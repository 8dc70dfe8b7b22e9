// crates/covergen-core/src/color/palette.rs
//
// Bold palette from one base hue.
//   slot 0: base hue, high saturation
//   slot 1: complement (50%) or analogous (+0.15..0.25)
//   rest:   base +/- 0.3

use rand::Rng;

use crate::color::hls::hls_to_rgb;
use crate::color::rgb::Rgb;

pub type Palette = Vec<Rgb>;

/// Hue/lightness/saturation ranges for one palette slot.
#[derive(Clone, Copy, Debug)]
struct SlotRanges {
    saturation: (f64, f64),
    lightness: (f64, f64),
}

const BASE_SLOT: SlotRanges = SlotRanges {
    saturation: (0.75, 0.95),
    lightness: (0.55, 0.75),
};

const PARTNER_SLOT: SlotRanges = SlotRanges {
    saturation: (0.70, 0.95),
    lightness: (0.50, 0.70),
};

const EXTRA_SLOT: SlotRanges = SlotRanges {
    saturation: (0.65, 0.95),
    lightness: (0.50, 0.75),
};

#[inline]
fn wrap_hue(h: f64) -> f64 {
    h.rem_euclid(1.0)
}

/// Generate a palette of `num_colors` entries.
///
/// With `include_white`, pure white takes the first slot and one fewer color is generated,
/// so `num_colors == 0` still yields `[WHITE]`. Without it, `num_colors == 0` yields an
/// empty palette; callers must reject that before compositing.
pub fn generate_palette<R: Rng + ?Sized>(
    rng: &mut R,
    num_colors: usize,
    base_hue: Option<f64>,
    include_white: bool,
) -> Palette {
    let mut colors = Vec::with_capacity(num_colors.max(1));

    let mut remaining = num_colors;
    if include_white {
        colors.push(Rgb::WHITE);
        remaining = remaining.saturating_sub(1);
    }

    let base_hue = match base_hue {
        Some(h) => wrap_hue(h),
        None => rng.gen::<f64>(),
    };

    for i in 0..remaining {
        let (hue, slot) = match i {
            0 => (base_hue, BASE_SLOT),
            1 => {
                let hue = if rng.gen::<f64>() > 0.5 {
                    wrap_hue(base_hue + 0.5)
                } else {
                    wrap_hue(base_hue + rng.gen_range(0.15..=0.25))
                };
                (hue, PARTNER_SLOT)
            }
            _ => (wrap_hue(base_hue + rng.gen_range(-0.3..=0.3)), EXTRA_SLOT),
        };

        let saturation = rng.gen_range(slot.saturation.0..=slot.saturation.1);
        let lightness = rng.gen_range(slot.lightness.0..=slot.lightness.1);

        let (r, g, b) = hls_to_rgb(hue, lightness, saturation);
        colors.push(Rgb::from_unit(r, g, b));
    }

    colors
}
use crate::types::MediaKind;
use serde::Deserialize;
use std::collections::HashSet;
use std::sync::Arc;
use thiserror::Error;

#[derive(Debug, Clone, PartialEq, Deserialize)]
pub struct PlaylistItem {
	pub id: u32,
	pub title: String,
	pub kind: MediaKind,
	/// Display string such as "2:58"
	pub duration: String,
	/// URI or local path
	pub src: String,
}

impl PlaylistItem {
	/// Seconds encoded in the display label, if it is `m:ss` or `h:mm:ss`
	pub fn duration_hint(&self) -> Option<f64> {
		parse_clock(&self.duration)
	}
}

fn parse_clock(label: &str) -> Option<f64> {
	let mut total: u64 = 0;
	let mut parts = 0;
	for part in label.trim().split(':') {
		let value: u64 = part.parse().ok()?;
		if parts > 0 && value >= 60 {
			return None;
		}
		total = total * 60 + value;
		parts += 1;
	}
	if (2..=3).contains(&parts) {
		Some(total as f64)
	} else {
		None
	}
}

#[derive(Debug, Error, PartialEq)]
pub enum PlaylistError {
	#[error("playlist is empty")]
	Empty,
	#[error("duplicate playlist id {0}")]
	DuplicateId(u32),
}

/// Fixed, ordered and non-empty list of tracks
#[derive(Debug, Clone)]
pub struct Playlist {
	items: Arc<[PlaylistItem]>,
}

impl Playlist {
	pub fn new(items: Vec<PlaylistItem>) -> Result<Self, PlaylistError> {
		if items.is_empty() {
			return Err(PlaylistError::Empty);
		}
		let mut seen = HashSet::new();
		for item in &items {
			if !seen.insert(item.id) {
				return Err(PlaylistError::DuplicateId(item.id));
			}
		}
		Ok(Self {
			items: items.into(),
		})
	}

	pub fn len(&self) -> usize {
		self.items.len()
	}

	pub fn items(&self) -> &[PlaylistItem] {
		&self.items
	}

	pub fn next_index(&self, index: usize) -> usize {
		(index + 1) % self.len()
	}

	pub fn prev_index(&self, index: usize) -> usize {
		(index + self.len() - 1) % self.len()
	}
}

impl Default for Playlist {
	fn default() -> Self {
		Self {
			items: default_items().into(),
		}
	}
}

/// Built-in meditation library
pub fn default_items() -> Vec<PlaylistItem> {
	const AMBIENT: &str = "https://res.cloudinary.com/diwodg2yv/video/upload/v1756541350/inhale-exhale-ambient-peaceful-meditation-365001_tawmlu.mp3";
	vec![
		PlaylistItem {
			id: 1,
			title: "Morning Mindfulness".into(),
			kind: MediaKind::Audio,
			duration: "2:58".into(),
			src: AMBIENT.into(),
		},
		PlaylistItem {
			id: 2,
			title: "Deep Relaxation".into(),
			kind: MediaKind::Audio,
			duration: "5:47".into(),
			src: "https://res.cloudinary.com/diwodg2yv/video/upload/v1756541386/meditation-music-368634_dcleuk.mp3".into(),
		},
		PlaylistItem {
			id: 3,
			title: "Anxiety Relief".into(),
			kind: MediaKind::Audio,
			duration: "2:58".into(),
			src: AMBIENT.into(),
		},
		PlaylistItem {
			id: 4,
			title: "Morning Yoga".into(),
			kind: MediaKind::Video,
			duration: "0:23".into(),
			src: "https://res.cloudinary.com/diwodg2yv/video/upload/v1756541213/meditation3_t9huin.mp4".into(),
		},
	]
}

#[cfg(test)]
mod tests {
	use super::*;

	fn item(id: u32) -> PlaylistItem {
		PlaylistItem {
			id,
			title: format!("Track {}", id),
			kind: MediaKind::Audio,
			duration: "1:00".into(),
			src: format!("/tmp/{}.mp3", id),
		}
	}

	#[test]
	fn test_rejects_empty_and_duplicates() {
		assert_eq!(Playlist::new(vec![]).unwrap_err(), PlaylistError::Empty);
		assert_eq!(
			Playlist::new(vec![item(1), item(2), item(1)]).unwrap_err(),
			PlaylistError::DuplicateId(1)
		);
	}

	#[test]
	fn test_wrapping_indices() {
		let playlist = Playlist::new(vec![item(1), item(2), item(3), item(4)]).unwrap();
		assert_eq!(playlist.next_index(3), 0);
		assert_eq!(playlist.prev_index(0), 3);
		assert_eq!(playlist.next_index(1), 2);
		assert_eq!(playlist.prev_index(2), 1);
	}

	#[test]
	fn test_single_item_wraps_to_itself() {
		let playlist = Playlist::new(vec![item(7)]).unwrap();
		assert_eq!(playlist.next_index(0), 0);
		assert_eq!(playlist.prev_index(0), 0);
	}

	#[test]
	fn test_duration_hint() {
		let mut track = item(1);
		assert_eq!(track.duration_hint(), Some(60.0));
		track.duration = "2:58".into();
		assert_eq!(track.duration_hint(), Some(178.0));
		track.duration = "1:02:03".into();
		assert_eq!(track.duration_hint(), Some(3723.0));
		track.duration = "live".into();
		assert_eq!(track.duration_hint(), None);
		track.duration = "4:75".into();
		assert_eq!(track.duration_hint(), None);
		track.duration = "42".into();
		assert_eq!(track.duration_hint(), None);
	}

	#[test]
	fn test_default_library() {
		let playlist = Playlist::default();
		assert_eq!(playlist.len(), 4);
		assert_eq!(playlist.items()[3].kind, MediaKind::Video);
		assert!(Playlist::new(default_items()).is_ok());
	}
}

→ INSTRUCTIONS FOR THE TASK: Identify all lines in the records above with the word "seen".

→ ANSWER:
		let mut seen = HashSet::new();
			if !seen.insert(item.id) {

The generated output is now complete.